Records provided
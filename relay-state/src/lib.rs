#![deny(missing_docs)]
//! Snapshot store abstraction and backends for relay.
//!
//! A task and its subtasks are persisted as a single JSON snapshot,
//! replaced wholesale on each mutation (last-writer-wins, per the core's
//! durability guarantee). [`SnapshotStore`] is a thin specialization of
//! [`layer0::state::StateStore`]: every store is blanket-implemented as a
//! snapshot store, namespaced by `Scope::Workflow(task_id)` and a single
//! well-known key. Swapping the backend (in-memory vs filesystem) never
//! changes how the core talks to it.

pub mod fs;
pub mod memory;

pub use fs::FsStore;
pub use memory::MemoryStore;

use async_trait::async_trait;
use layer0::effect::Scope;
use layer0::error::StateError;
use layer0::id::WorkflowId;
use layer0::state::StateStore;

/// The key a task snapshot is stored under within its workflow scope.
pub const SNAPSHOT_KEY: &str = "snapshot";

/// Persists and retrieves whole-task snapshots, keyed by task id.
#[async_trait]
pub trait SnapshotStore: Send + Sync {
    /// Persist a task snapshot, replacing any prior snapshot for the same id.
    async fn put_snapshot(
        &self,
        task_id: &WorkflowId,
        snapshot: serde_json::Value,
    ) -> Result<(), StateError>;

    /// Load the most recent snapshot for a task, if one exists.
    async fn get_snapshot(
        &self,
        task_id: &WorkflowId,
    ) -> Result<Option<serde_json::Value>, StateError>;

    /// Remove a task's snapshot.
    async fn delete_snapshot(&self, task_id: &WorkflowId) -> Result<(), StateError>;
}

#[async_trait]
impl<T: StateStore> SnapshotStore for T {
    async fn put_snapshot(
        &self,
        task_id: &WorkflowId,
        snapshot: serde_json::Value,
    ) -> Result<(), StateError> {
        self.write(&Scope::Workflow(task_id.clone()), SNAPSHOT_KEY, snapshot)
            .await
    }

    async fn get_snapshot(
        &self,
        task_id: &WorkflowId,
    ) -> Result<Option<serde_json::Value>, StateError> {
        self.read(&Scope::Workflow(task_id.clone()), SNAPSHOT_KEY)
            .await
    }

    async fn delete_snapshot(&self, task_id: &WorkflowId) -> Result<(), StateError> {
        self.delete(&Scope::Workflow(task_id.clone()), SNAPSHOT_KEY)
            .await
    }
}
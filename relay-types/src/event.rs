//! The SSE event taxonomy: every event the core can emit toward the UI.

use crate::agent_type::AgentType;
use crate::subtask::{MemoryLevel, Subtask, SubtaskState};
use chrono::{DateTime, Utc};
use serde::{Deserialize, Serialize};

/// A single emitted event: a typed [`EventKind`] plus the envelope fields
/// every event carries regardless of kind.
///
/// Wire format (owned by the HTTP adapter, not this crate): each event is
/// framed as `data: {"step": "<action>", "data": <event-object>}\n\n`.
#[derive(Debug, Clone, Serialize, Deserialize, PartialEq)]
pub struct Event {
    /// The event's typed payload; its discriminant is the wire `action`.
    #[serde(flatten)]
    pub kind: EventKind,
    /// Which task this event belongs to, stamped on emission if absent.
    pub task_id: Option<String>,
    /// When this event was emitted, stamped on emission if absent.
    pub timestamp: Option<DateTime<Utc>>,
}

impl Event {
    /// Wrap a kind with no envelope fields set; the bus stamps them on emit.
    pub fn new(kind: EventKind) -> Self {
        Self { kind, task_id: None, timestamp: None }
    }

    /// Attach a task id, builder-style.
    pub fn with_task_id(mut self, task_id: impl Into<String>) -> Self {
        self.task_id = Some(task_id.into());
        self
    }

    /// The wire `action` name for this event's kind.
    pub fn action(&self) -> &'static str {
        self.kind.action()
    }

    /// Stamp `task_id`/`timestamp` if absent. Called once by the bus on
    /// `emit`, never by producers themselves.
    pub fn stamp(&mut self, task_id: &str, now: DateTime<Utc>) {
        if self.task_id.is_none() {
            self.task_id = Some(task_id.to_string());
        }
        if self.timestamp.is_none() {
            self.timestamp = Some(now);
        }
    }
}

/// Final disposition reported by the terminal `end` event.
#[derive(Debug, Clone, Copy, PartialEq, Eq, Serialize, Deserialize)]
#[serde(rename_all = "snake_case")]
pub enum EndStatus {
    /// Every subtask completed without failure.
    Completed,
    /// At least one subtask failed.
    Failed,
    /// The task was cancelled mid-flight.
    Cancelled,
}

/// Exhaustive (for the core) tagged union of emittable events.
///
/// Grouped by the taxonomy in the external interface: task lifecycle,
/// planning, workforce, subtask, agent, tool, user, system.
#[non_exhaustive]
#[derive(Debug, Clone, Serialize, Deserialize, PartialEq)]
#[serde(tag = "action", rename_all = "snake_case")]
pub enum EventKind {
    // --- Task lifecycle ---
    /// A task began executing.
    TaskStarted,
    /// A task finished with no failures.
    TaskCompleted {
        /// Count of subtasks that reached `Done`.
        completed: usize,
    },
    /// A task finished with at least one failure.
    TaskFailed {
        /// Human-readable failure summary.
        reason: String,
    },
    /// A task was cancelled via `stop()`.
    TaskCancelled,
    /// Terminal event; closes the SSE stream after delivery.
    End {
        /// Final disposition.
        status: EndStatus,
    },

    // --- Planning ---
    /// The Planner began decomposition.
    PlanStarted,
    /// Incremental planning progress.
    DecomposeProgress {
        /// Fraction complete, in `[0.0, 1.0]`.
        progress: f64,
        /// Human-readable progress message.
        #[serde(skip_serializing_if = "Option::is_none")]
        message: Option<String>,
        /// Whether this is the terminal progress event.
        #[serde(default)]
        is_final: bool,
        /// The decomposed subtasks; present only when `is_final`.
        #[serde(skip_serializing_if = "Option::is_none")]
        sub_tasks: Option<Vec<Subtask>>,
    },
    /// Decomposition finished and subtasks were assigned.
    TaskDecomposed {
        /// Number of subtasks produced.
        subtask_count: usize,
    },
    /// `replanSubtasks` was applied.
    TaskReplanned {
        /// Pending subtasks dropped by the replan.
        removed_count: usize,
        /// New subtasks added by the replan.
        added_count: usize,
        /// Ids of subtasks kept unchanged across the replan.
        kept_ids: Vec<String>,
    },
    /// A streamed fragment of the decomposition response, pre-parse.
    StreamingDecompose {
        /// The incremental text fragment.
        delta: String,
    },
    /// The memory service's confidence tier for this plan.
    MemoryLevel {
        /// The computed memory level.
        level: MemoryLevel,
    },
    /// Whether the memory service returned any usable plan at all.
    MemoryResult {
        /// `true` if the memory query returned a non-empty plan.
        found: bool,
    },

    // --- Workforce ---
    /// The Executor began dispatching subtasks.
    WorkforceStarted,
    /// The Executor finished dispatching all subtasks.
    WorkforceCompleted {
        /// Count of subtasks that reached `Done`.
        completed: usize,
        /// Count of subtasks that reached `Failed`.
        failed: usize,
    },
    /// The Executor was stopped before all subtasks finished.
    WorkforceStopped,
    /// A subtask was handed to a worker agent.
    WorkerAssigned {
        /// The subtask id.
        subtask_id: String,
        /// The worker's agent type.
        agent_type: AgentType,
    },
    /// A worker began executing its assigned subtask.
    WorkerStarted {
        /// The subtask id.
        subtask_id: String,
    },
    /// A worker finished its assigned subtask successfully.
    WorkerCompleted {
        /// The subtask id.
        subtask_id: String,
    },
    /// A worker's assigned subtask failed.
    WorkerFailed {
        /// The subtask id.
        subtask_id: String,
        /// The failure's error message.
        error: String,
    },
    /// A subtask was dispatched for execution.
    AssignTask {
        /// The subtask id.
        subtask_id: String,
    },
    /// `addSubtasks` inserted new subtasks into the DAG.
    DynamicTasksAdded {
        /// The subtask the new ones were inserted after.
        parent_id: String,
        /// Ids of the newly inserted subtasks.
        added_ids: Vec<String>,
    },

    // --- Subtask ---
    /// A subtask transitioned state.
    SubtaskState {
        /// The subtask id.
        subtask_id: String,
        /// The subtask's new state.
        state: SubtaskState,
    },

    // --- Agent ---
    /// An agent turn began for a subtask (or the Orchestrator's own turn).
    ActivateAgent {
        /// The subtask this agent is working, if any.
        subtask_id: Option<String>,
    },
    /// An agent turn ended.
    DeactivateAgent {
        /// The subtask this agent was working, if any.
        subtask_id: Option<String>,
    },
    /// Flushed buffered thinking/text from one turn.
    AgentThinking {
        /// The accumulated text.
        text: String,
    },
    /// A structured status report from an agent or the Planner.
    AgentReport {
        /// What kind of report this is (e.g. `"thinking"`, `"warning"`).
        report_type: String,
        /// The report body.
        message: String,
    },

    // --- Tool ---
    /// A toolkit became active for the current turn.
    ActivateToolkit {
        /// The toolkit's name.
        name: String,
    },
    /// A toolkit finished executing.
    DeactivateToolkit {
        /// The toolkit's name.
        name: String,
        /// Whether the call succeeded.
        success: bool,
        /// The tool's output, truncated to 200 characters.
        output_preview: String,
    },
    /// Raw terminal/shell output.
    Terminal {
        /// The command that was run.
        command: String,
        /// Its output.
        output: String,
    },
    /// A browser automation action was taken.
    BrowserAction {
        /// Description of the action (e.g. `"click #submit"`).
        action: String,
    },
    /// A screenshot was captured.
    Screenshot {
        /// Where the screenshot is available (URL or path).
        url: String,
    },
    /// A file was written to the workspace.
    WriteFile {
        /// The written file's path.
        path: String,
    },

    // --- User ---
    /// The Orchestrator is awaiting user confirmation or presenting a reply.
    WaitConfirm {
        /// Reply content to show the user.
        #[serde(skip_serializing_if = "Option::is_none")]
        content: Option<String>,
        /// A clarifying question, if one is being asked.
        #[serde(skip_serializing_if = "Option::is_none")]
        question: Option<String>,
        /// An error to surface, if this wait followed a failed turn.
        #[serde(skip_serializing_if = "Option::is_none")]
        error: Option<String>,
    },
    /// The user confirmed a pending action (e.g. delegation).
    Confirmed,
    /// The Orchestrator is asking the user a direct question.
    Ask {
        /// The question text.
        question: String,
    },
    /// An informational notice with no required response.
    Notice {
        /// The notice text.
        message: String,
    },
    /// A human supplied an answer to an `Ask`.
    HumanResponse {
        /// The human's reply text.
        response: String,
    },

    // --- System ---
    /// Bus liveness signal; carries no additional data.
    Heartbeat,
    /// A non-recoverable error occurred.
    Error {
        /// The error message.
        message: String,
    },
    /// The SSE connection was established.
    Connected,
}

impl EventKind {
    /// The wire `action` name for this variant, matching its `#[serde(tag)]` value.
    pub fn action(&self) -> &'static str {
        match self {
            EventKind::TaskStarted => "task_started",
            EventKind::TaskCompleted { .. } => "task_completed",
            EventKind::TaskFailed { .. } => "task_failed",
            EventKind::TaskCancelled => "task_cancelled",
            EventKind::End { .. } => "end",
            EventKind::PlanStarted => "plan_started",
            EventKind::DecomposeProgress { .. } => "decompose_progress",
            EventKind::TaskDecomposed { .. } => "task_decomposed",
            EventKind::TaskReplanned { .. } => "task_replanned",
            EventKind::StreamingDecompose { .. } => "streaming_decompose",
            EventKind::MemoryLevel { .. } => "memory_level",
            EventKind::MemoryResult { .. } => "memory_result",
            EventKind::WorkforceStarted => "workforce_started",
            EventKind::WorkforceCompleted { .. } => "workforce_completed",
            EventKind::WorkforceStopped => "workforce_stopped",
            EventKind::WorkerAssigned { .. } => "worker_assigned",
            EventKind::WorkerStarted { .. } => "worker_started",
            EventKind::WorkerCompleted { .. } => "worker_completed",
            EventKind::WorkerFailed { .. } => "worker_failed",
            EventKind::AssignTask { .. } => "assign_task",
            EventKind::DynamicTasksAdded { .. } => "dynamic_tasks_added",
            EventKind::SubtaskState { .. } => "subtask_state",
            EventKind::ActivateAgent { .. } => "activate_agent",
            EventKind::DeactivateAgent { .. } => "deactivate_agent",
            EventKind::AgentThinking { .. } => "agent_thinking",
            EventKind::AgentReport { .. } => "agent_report",
            EventKind::ActivateToolkit { .. } => "activate_toolkit",
            EventKind::DeactivateToolkit { .. } => "deactivate_toolkit",
            EventKind::Terminal { .. } => "terminal",
            EventKind::BrowserAction { .. } => "browser_action",
            EventKind::Screenshot { .. } => "screenshot",
            EventKind::WriteFile { .. } => "write_file",
            EventKind::WaitConfirm { .. } => "wait_confirm",
            EventKind::Confirmed => "confirmed",
            EventKind::Ask { .. } => "ask",
            EventKind::Notice { .. } => "notice",
            EventKind::HumanResponse { .. } => "human_response",
            EventKind::Heartbeat => "heartbeat",
            EventKind::Error { .. } => "error",
            EventKind::Connected => "connected",
        }
    }
}
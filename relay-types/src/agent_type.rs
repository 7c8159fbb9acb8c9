//! Agent type tagging and keyword-based inference.

use serde::{Deserialize, Serialize};

/// Which kind of worker agent a subtask is routed to.
///
/// A closed enum, not an open string: tool selection and prompt assembly
/// branch on it explicitly throughout the Planner and Executor. Adding a
/// type means extending this enum and [`AgentType::infer`] together.
#[derive(Debug, Clone, Copy, PartialEq, Eq, Hash, Serialize, Deserialize)]
#[serde(rename_all = "snake_case")]
pub enum AgentType {
    /// Drives a browser: navigation, clicking, form-filling, scraping.
    Browser,
    /// Produces written artifacts: reports, spreadsheets, documents.
    Document,
    /// Writes, runs, or deploys code.
    Code,
    /// Processes images, audio, or other non-text media.
    MultiModal,
}

impl AgentType {
    /// All variants, in the enumeration order used to break inference ties.
    pub const ALL: [AgentType; 4] = [
        AgentType::Browser,
        AgentType::Document,
        AgentType::Code,
        AgentType::MultiModal,
    ];

    fn keywords(self) -> &'static [&'static str] {
        match self {
            AgentType::Browser => &["search", "click", "navigate", "browse", "visit", "page"],
            AgentType::Document => &["write", "report", "excel", "document", "spreadsheet", "summarize"],
            AgentType::Code => &["code", "script", "deploy", "implement", "function", "repository"],
            AgentType::MultiModal => &["image", "audio", "ocr", "photo", "video", "transcribe"],
        }
    }

    /// Score and pick the best-fitting agent type for free-form subtask content.
    ///
    /// Counts keyword hits per type in a lowercased copy of `content`.
    /// The highest score wins; ties are broken by [`AgentType::ALL`]
    /// enumeration order; an all-zero score defaults to `Browser`.
    pub fn infer(content: &str) -> AgentType {
        let lowered = content.to_lowercase();
        let mut best = AgentType::Browser;
        let mut best_score = 0usize;
        for ty in AgentType::ALL {
            let score = ty
                .keywords()
                .iter()
                .filter(|kw| lowered.contains(*kw))
                .count();
            if score > best_score {
                best_score = score;
                best = ty;
            }
        }
        best
    }
}

#[cfg(test)]
mod tests {
    use super::*;

    #[test]
    fn infers_browser_from_navigation_keywords() {
        assert_eq!(AgentType::infer("navigate to the pricing page and click sign up"), AgentType::Browser);
    }

    #[test]
    fn infers_code_from_deploy_keyword() {
        assert_eq!(AgentType::infer("implement the function and deploy it"), AgentType::Code);
    }

    #[test]
    fn infers_document_from_report_keyword() {
        assert_eq!(AgentType::infer("write a report summarizing the findings"), AgentType::Document);
    }

    #[test]
    fn infers_multi_modal_from_image_keyword() {
        assert_eq!(AgentType::infer("run ocr over the scanned image"), AgentType::MultiModal);
    }

    #[test]
    fn zero_score_defaults_to_browser() {
        assert_eq!(AgentType::infer("do the thing"), AgentType::Browser);
    }

    #[test]
    fn ties_break_by_enumeration_order() {
        // "search" (browser) and "write" (document) both hit once; browser comes first.
        assert_eq!(AgentType::infer("search and write"), AgentType::Browser);
    }
}
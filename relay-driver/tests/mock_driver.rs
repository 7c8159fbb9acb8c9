#![cfg(feature = "test-utils")]

use futures::StreamExt;
use relay_driver::mock::MockDriver;
use relay_driver::{AgentDriver, DriverEvent, MessageUpdateKind};
use std::sync::Arc;

#[tokio::test]
async fn usable_as_dyn_agent_driver() {
    let driver: Arc<dyn AgentDriver> = Arc::new(MockDriver::single_reply("hi"));
    driver.prompt("hello".into()).await.unwrap();
    assert!(driver.messages().is_empty());
}

#[tokio::test]
async fn stream_yields_text_delta_matching_script() {
    let driver = MockDriver::single_reply("the answer is 4");
    let mut handle = driver.subscribe();

    let mut deltas = Vec::new();
    while let Some(event) = handle.receiver.next().await {
        if let DriverEvent::MessageUpdate { kind: MessageUpdateKind::Text, delta } = event {
            deltas.push(delta);
        }
    }
    assert_eq!(deltas, vec!["the answer is 4"]);
}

What the task asks
Send back an exact copy of only the lines from the line with "use layer0::error::StateError;" up to and including the line with "if one exists." in the data above.

Solution below
use layer0::error::StateError;
use layer0::id::WorkflowId;
use layer0::state::StateStore;

/// The key a task snapshot is stored under within its workflow scope.
pub const SNAPSHOT_KEY: &str = "snapshot";

/// Persists and retrieves whole-task snapshots, keyed by task id.
#[async_trait]
pub trait SnapshotStore: Send + Sync {
    /// Persist a task snapshot, replacing any prior snapshot for the same id.
    async fn put_snapshot(
        &self,
        task_id: &WorkflowId,
        snapshot: serde_json::Value,
    ) -> Result<(), StateError>;

    /// Load the most recent snapshot for a task, if one exists.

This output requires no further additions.